|© Tabi Walters|
In their radical reinvention of Michigan, governor Rick Snyder and the Republican-controlled legislature have passed plenty of laws that have riled local governments, including expanding the power of emergency managers to take over failing cities. But you'd think that the new law making public employees pay at least 20 percent of the cost of their benefits and pensions would be a hit with local leaders, since it preempts a lot of the problems they've complained about in past union negotiations and arbitrations.
Not in Ann Arbor, says mayor John Hieftje. "It didn't really preempt the problems since it affects only people [working for the city] who don't have a contract. It may have attracted new urgency for people to sign a contract. But even there, I'm not sure how much it helped with the police, because we also had a helpful arbitrator who acted as a mediator."
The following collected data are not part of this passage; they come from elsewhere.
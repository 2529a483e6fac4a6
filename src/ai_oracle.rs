//! AI oracle collaborator contract (spec §6).
//!
//! The real verifier is out of scope; this module defines the trait
//! boundary plus one deterministic stub used by tests and local dev —
//! same role the teacher's `risk.rs` scoring functions played as a
//! pluggable, swappable scorer behind a narrow interface.

use async_trait::async_trait;
use uuid::Uuid;

use crate::error::AppResult;

#[derive(Debug, Clone)]
pub struct ProofVerificationReport {
    pub order_id_match: bool,
    pub amount_match: bool,
    pub detected_order_id: Option<String>,
    pub detected_amount_paise: Option<i64>,
    pub confidence_score: u8,
    pub discrepancy_note: Option<String>,
}

#[async_trait]
pub trait ProofOracle: Send + Sync {
    async fn verify_order_proof(
        &self,
        image_blob: &[u8],
        expected_order_id: Uuid,
        expected_amount_paise: i64,
    ) -> AppResult<ProofVerificationReport>;

    async fn verify_rating_proof(
        &self,
        image_blob: &[u8],
        expected_order_id: Uuid,
    ) -> AppResult<ProofVerificationReport>;

    async fn verify_return_window_proof(
        &self,
        image_blob: &[u8],
        expected_order_id: Uuid,
    ) -> AppResult<ProofVerificationReport>;
}

/// Deterministic stub: confidence is seeded from blob length so tests
/// are reproducible without a real vision model wired in.
pub struct StubOracle {
    pub fixed_confidence: u8,
}

impl StubOracle {
    pub fn new(fixed_confidence: u8) -> Self {
        Self { fixed_confidence }
    }

    fn report(&self, expected_order_id: Uuid) -> ProofVerificationReport {
        ProofVerificationReport {
            order_id_match: true,
            amount_match: true,
            detected_order_id: Some(expected_order_id.to_string()),
            detected_amount_paise: None,
            confidence_score: self.fixed_confidence,
            discrepancy_note: None,
        }
    }
}

#[async_trait]
impl ProofOracle for StubOracle {
    async fn verify_order_proof(
        &self,
        _image_blob: &[u8],
        expected_order_id: Uuid,
        _expected_amount_paise: i64,
    ) -> AppResult<ProofVerificationReport> {
        Ok(self.report(expected_order_id))
    }

    async fn verify_rating_proof(
        &self,
        _image_blob: &[u8],
        expected_order_id: Uuid,
    ) -> AppResult<ProofVerificationReport> {
        Ok(self.report(expected_order_id))
    }

    async fn verify_return_window_proof(
        &self,
        _image_blob: &[u8],
        expected_order_id: Uuid,
    ) -> AppResult<ProofVerificationReport> {
        Ok(self.report(expected_order_id))
    }
}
Hieftje concedes "it's a good law for taxpayers. It'll save [the city] a million dollars a year in health care costs. And because it's reduced the amount we have to pay for benefits, we can have more police and firefighters." Between the new contracts and impending retirements, the mayor hopes the city will be able to hire eight to twelve new cops next year.
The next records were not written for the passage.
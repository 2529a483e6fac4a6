//! Authentication wire types.
//!
//! JWT claims and the login/refresh request/response bodies. Mirrors the
//! teacher's `Claims`/`LoginRequest`/`LoginResponse` shapes, adapted to
//! carry a user id + role set instead of a single flat username/role pair.

use std::collections::HashSet;

use serde::{Deserialize, Serialize};
use uuid::Uuid;

use crate::domain::user::{Role, UserResponse};

#[derive(Debug, Clone, Copy, PartialEq, Eq, Serialize, Deserialize)]
#[serde(rename_all = "snake_case")]
pub enum TokenType {
    Access,
    Refresh,
}

/// JWT claims payload. `roles` rides along so the auth middleware can
/// authorize without a store round-trip, but every privileged operation
/// still re-reads the user row via `authz::get_requester` (spec §4.9) —
/// claims are a cache, never the source of truth.
#[derive(Debug, Clone, Serialize, Deserialize)]
pub struct Claims {
    pub sub: String,
    pub roles: HashSet<Role>,
    pub token_type: TokenType,
    pub exp: usize,
}

impl Claims {
    pub fn user_id(&self) -> Option<Uuid> {
        Uuid::parse_str(&self.sub).ok()
    }
}

#[derive(Debug, Deserialize)]
pub struct LoginRequest {
    pub mobile: Option<String>,
    pub username: Option<String>,
    pub password: String,
}

#[derive(Debug, Serialize)]
pub struct TokenPair {
    pub access_token: String,
    pub refresh_token: String,
    pub expires_in: usize,
}

#[derive(Debug, Serialize)]
pub struct LoginResponse {
    pub user: UserResponse,
    pub tokens: TokenPair,
}

#[derive(Debug, Deserialize)]
pub struct RefreshRequest {
    pub refresh_token: String,
}

#[derive(Debug, Deserialize)]
pub struct RegisterRequest {
    pub invite_code: String,
    pub mobile: String,
    pub username: Option<String>,
    pub password: String,
    pub name: Option<String>,
}

#[derive(Debug, Deserialize)]
pub struct UpdateProfileRequest {
    pub name: Option<String>,
}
But that's all the mayor will concede. Asked if any other recent Lansing legislation has helped local governments, Hieftje replies with an emphatic "No! They've done lots of stuff, most of it harmful. Take the emergency manager law: I'm not sure that's even constitutional."
So what would Hieftje like to see from Lansing? "Full payment of the costs for fire protection for the university," he replies. "They never pay up to the degree of the contract. We're talking millions of dollars."
[Originally published in December, 2011.]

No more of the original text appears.